#crystallang 94 hashtags

Todd Sundsted

...well, for future reference, Invalid memory access (signal 11) at address 0x7ff7b19429f8 likely means the application has overrun its stack, especially if the stack trace shows even moderate recursion.

about the recursion though, this error happened after only 5 recursive calls (not 50,000) and that caught me off guard. i've been recently conditioned to think the stack only holds primitive values and references (pointers) but crystal, like c and similar languages, lets you pass around structures (instances of struct) by value and those values can be arbitrarily large.

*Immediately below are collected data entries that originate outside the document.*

use super::*;
use crate::{error::RuntimeError, text, zmachine::ZMachine};

pub fn rtrue(zmachine: &mut ZMachine, _instruction: &Instruction) -> Result<usize, RuntimeError> {
    zmachine.return_routine(1)
}

pub fn rfalse(zmachine: &mut ZMachine, _instruction: &Instruction) -> Result<usize, RuntimeError> {
    zmachine.return_routine(0)
}

/// Prints the literal string that follows the opcode byte
pub fn print(zmachine: &mut ZMachine, instruction: &Instruction) -> Result<usize, RuntimeError> {
    let (s, _) = text::decode(zmachine, instruction.address() + 1)?;
    zmachine.print(&s);
    Ok(instruction.next_address())
}

pub fn print_ret(zmachine: &mut ZMachine, instruction: &Instruction) -> Result<usize, RuntimeError> {
    let (s, _) = text::decode(zmachine, instruction.address() + 1)?;
    zmachine.print(&s);
    zmachine.print("\n");
    zmachine.return_routine(1)
}

pub fn nop(_zmachine: &mut ZMachine, instruction: &Instruction) -> Result<usize, RuntimeError> {
    Ok(instruction.next_address())
}

pub fn restart(zmachine: &mut ZMachine, _instruction: &Instruction) -> Result<usize, RuntimeError> {
    zmachine.restart()
}

pub fn ret_popped(zmachine: &mut ZMachine, _instruction: &Instruction) -> Result<usize, RuntimeError> {
    let value = zmachine.variable(0)?;
    zmachine.return_routine(value)
}

pub fn pop(zmachine: &mut ZMachine, instruction: &Instruction) -> Result<usize, RuntimeError> {
    zmachine.variable(0)?;
    Ok(instruction.next_address())
}

/// Stores the frame depth for a later `throw`
pub fn catch(zmachine: &mut ZMachine, instruction: &Instruction) -> Result<usize, RuntimeError> {
    let depth = zmachine.frame_count() as u16;
    store_result(zmachine, instruction, depth)?;
    Ok(instruction.next_address())
}

pub fn quit(zmachine: &mut ZMachine, instruction: &Instruction) -> Result<usize, RuntimeError> {
    zmachine.quit();
    Ok(instruction.next_address())
}

pub fn new_line(zmachine: &mut ZMachine, instruction: &Instruction) -> Result<usize, RuntimeError> {
    zmachine.print("\n");
    Ok(instruction.next_address())
}

pub fn show_status(_zmachine: &mut ZMachine, instruction: &Instruction) -> Result<usize, RuntimeError> {
    Ok(instruction.next_address())
}

pub fn verify(zmachine: &mut ZMachine, instruction: &Instruction) -> Result<usize, RuntimeError> {
    branch(zmachine, instruction, true)
}

pub fn piracy(zmachine: &mut ZMachine, instruction: &Instruction) -> Result<usize, RuntimeError> {
    branch(zmachine, instruction, true)
}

now i need to figure out how to debug the contents of the stack...

#crystallang

Todd Sundsted

til... the following works in #crystallang

[{1}, {2}, {3}].sort_by(&.first.-) # => [{3}, {2}, {1}]

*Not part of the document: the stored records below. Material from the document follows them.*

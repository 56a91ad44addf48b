//! ZMachine [memory map](https://inform-fiction.org/zmachine/standards/z1point1/sect01.html)
use std::fmt;

use crate::{error::*, fatal_error};

/// Memory map
#[derive(Clone)]
pub struct Memory {
    /// Memory map bytes
    map: Vec<u8>,
    /// Byte address of the start of static memory
    static_mark: usize,
    /// Pristine copy of the dynamic memory region
    dynamic: Vec<u8>,
}

impl fmt::Debug for Memory {
    fn fmt(&self, f: &mut fmt::Formatter<'_>) -> fmt::Result {
        write!(
            f,
            "Memory: {} bytes, static at ${:04x}",
            self.map.len(),
            self.static_mark
        )
    }
}

/// Assemble a word from high- and low-byte values
///
/// # Arguments
/// * `hb` - high byte value
/// * `lb` - low byte value
///
/// # Returns
/// Word value
pub fn word_value(hb: u8, lb: u8) -> u16 {
    (((hb as u16) << 8) & 0xFF00) + ((lb as u16) & 0xFF)
}

/// Break a word value down into high- and low-byte values
///
/// # Arguments
/// * `w` - Word value
///
/// # Returns
/// Tuple containing (high-byte, low-byte)
fn byte_values(w: u16) -> (u8, u8) {
    let hb = (w >> 8) as u8;
    let lb = w as u8;
    (hb, lb)
}

impl Memory {
    /// Constructor
    ///
    /// The static mark is clamped to the size of the map; header validation happens before
    /// a map gets here.
    ///
    /// # Arguments
    /// * `map` - Vector of memory bytes
    pub fn new(map: Vec<u8>) -> Memory {
        let static_mark = if map.len() > 0x0f {
            usize::min(word_value(map[0x0e], map[0x0f]) as usize, map.len())
        } else {
            map.len()
        };

        let dynamic = map[0..static_mark].to_vec();
        Memory {
            static_mark,
            map,
            dynamic,
        }
    }

    /// Get the start of the [static](https://inform-fiction.org/zmachine/standards/z1point1/sect01.html#one) memory region
    ///
    /// # Returns
    /// Byte address of the start of the static memory region
    pub fn static_mark(&self) -> usize {
        self.static_mark
    }

    /// Size of the memory map
    pub fn size(&self) -> usize {
        self.map.len()
    }

    /// Copy a slice of the memory map, truncated at the end of memory
    ///
    /// # Arguments
    /// * `start` - address of the start of the slice
    /// * `length` - length of the slice
    ///
    /// # Returns
    /// Vector containing a copy of the requested slice of memory
    pub fn slice(&self, start: usize, length: usize) -> Vec<u8> {
        let start = usize::min(start, self.map.len());
        let end = usize::min(start + length, self.map.len());
        self.map[start..end].to_vec()
    }

    /// Read a byte from the memory map.
    ///
    /// # Arguments
    /// * `address` - Address to read from
    ///
    /// # Returns
    /// [Result] with the byte value at the requested `address` or a [RuntimeError]
    pub fn read_byte(&self, address: usize) -> Result<u8, RuntimeError> {
        if address < self.map.len() {
            Ok(self.map[address])
        } else {
            fatal_error!(
                ErrorCode::InvalidAddress,
                "Byte address {:#06x} beyond end of memory ({:#06x})",
                address,
                self.map.len()
            )
        }
    }

    /// Read a word from the memory map.
    ///
    /// # Arguments
    /// * `address` - Address to read from
    ///
    /// # Returns
    /// [Result] with the word value at the requested `address` or a [RuntimeError]
    pub fn read_word(&self, address: usize) -> Result<u16, RuntimeError> {
        if address + 1 < self.map.len() {
            Ok(word_value(self.map[address], self.map[address + 1]))
        } else {
            fatal_error!(
                ErrorCode::InvalidAddress,
                "Word address {:#06x} beyond end of memory ({:#06x})",
                address,
                self.map.len()
            )
        }
    }

    /// Write a byte to dynamic memory.
    ///
    /// # Arguments
    /// * `address` - Address to write to
    /// * `value` - Byte value to write
    ///
    /// # Returns
    /// Empty [Result] or a [RuntimeError]
    pub fn write_byte(&mut self, address: usize, value: u8) -> Result<(), RuntimeError> {
        if address < self.static_mark {
            debug!(target: "app::state", "Write {:#02x} to ${:04x}", value, address);
            self.map[address] = value;
            Ok(())
        } else {
            fatal_error!(
                ErrorCode::StaticMemoryWrite,
                "Byte write to {:#06x} at or above static memory ({:#06x})",
                address,
                self.static_mark
            )
        }
    }

    /// Write a word to dynamic memory.
    ///
    /// # Arguments
    /// * `address` - Address to write to
    /// * `value` - Word value to write
    ///
    /// # Returns
    /// Empty [Result] or a [RuntimeError]
    pub fn write_word(&mut self, address: usize, value: u16) -> Result<(), RuntimeError> {
        if address + 1 < self.static_mark {
            debug!(target: "app::state", "Write {:#04x} to ${:04x}", value, address);
            let (hb, lb) = byte_values(value);
            self.map[address] = hb;
            self.map[address + 1] = lb;
            Ok(())
        } else {
            fatal_error!(
                ErrorCode::StaticMemoryWrite,
                "Word write to {:#06x} at or above static memory ({:#06x})",
                address,
                self.static_mark
            )
        }
    }

    /// Copy of the current dynamic memory region
    ///
    /// # Returns
    /// Vector with the bytes below the static mark
    pub fn dynamic_state(&self) -> Vec<u8> {
        self.map[..self.static_mark].to_vec()
    }

    /// Reset dynamic memory back to the initial state
    pub fn reset(&mut self) {
        self.map[..self.dynamic.len()].copy_from_slice(&self.dynamic)
    }

    /// Overwrite dynamic memory
    ///
    /// # Arguments
    /// * `data` - dynamic memory contents, exactly the size of the dynamic region
    ///
    /// # Returns
    /// Empty [Result] or a [RuntimeError]
    pub fn restore(&mut self, data: &[u8]) -> Result<(), RuntimeError> {
        if data.len() == self.static_mark {
            self.map[..self.static_mark].copy_from_slice(data);
            Ok(())
        } else {
            fatal_error!(
                ErrorCode::InvalidAddress,
                "Dynamic memory size mismatch: restore has {:#06x} bytes, expected {:#06x}",
                data.len(),
                self.static_mark
            )
        }
    }
}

because - is a method that returns the negative value of the number on which it is called. (the tuple in the example is obviously contrived...) this is in contrast to the following, which do the same thing but are more verbose:

puts [{1}, {2}, {3}].sort_by { |t| -t.first } 
puts [{1}, {2}, {3}].sort_by(&.first).reverse
Todd Sundsted

one of the crystal programming language’s greatest strengths is the ease with which you can work with c apis and external libraries without leaving crystal. you can even implement callbacks in crystal!

in sqlite you can define new functions—callable from sql—with sqlite3_create_function by providing a name and a callback that implements the function. i created a new function called strip, entirely in crystal, that removes html markup and leaves text. it can be used in a sql query like so:

select * from objects
where strip(content) like "%term%"

it’s part of the recently released content filtering code.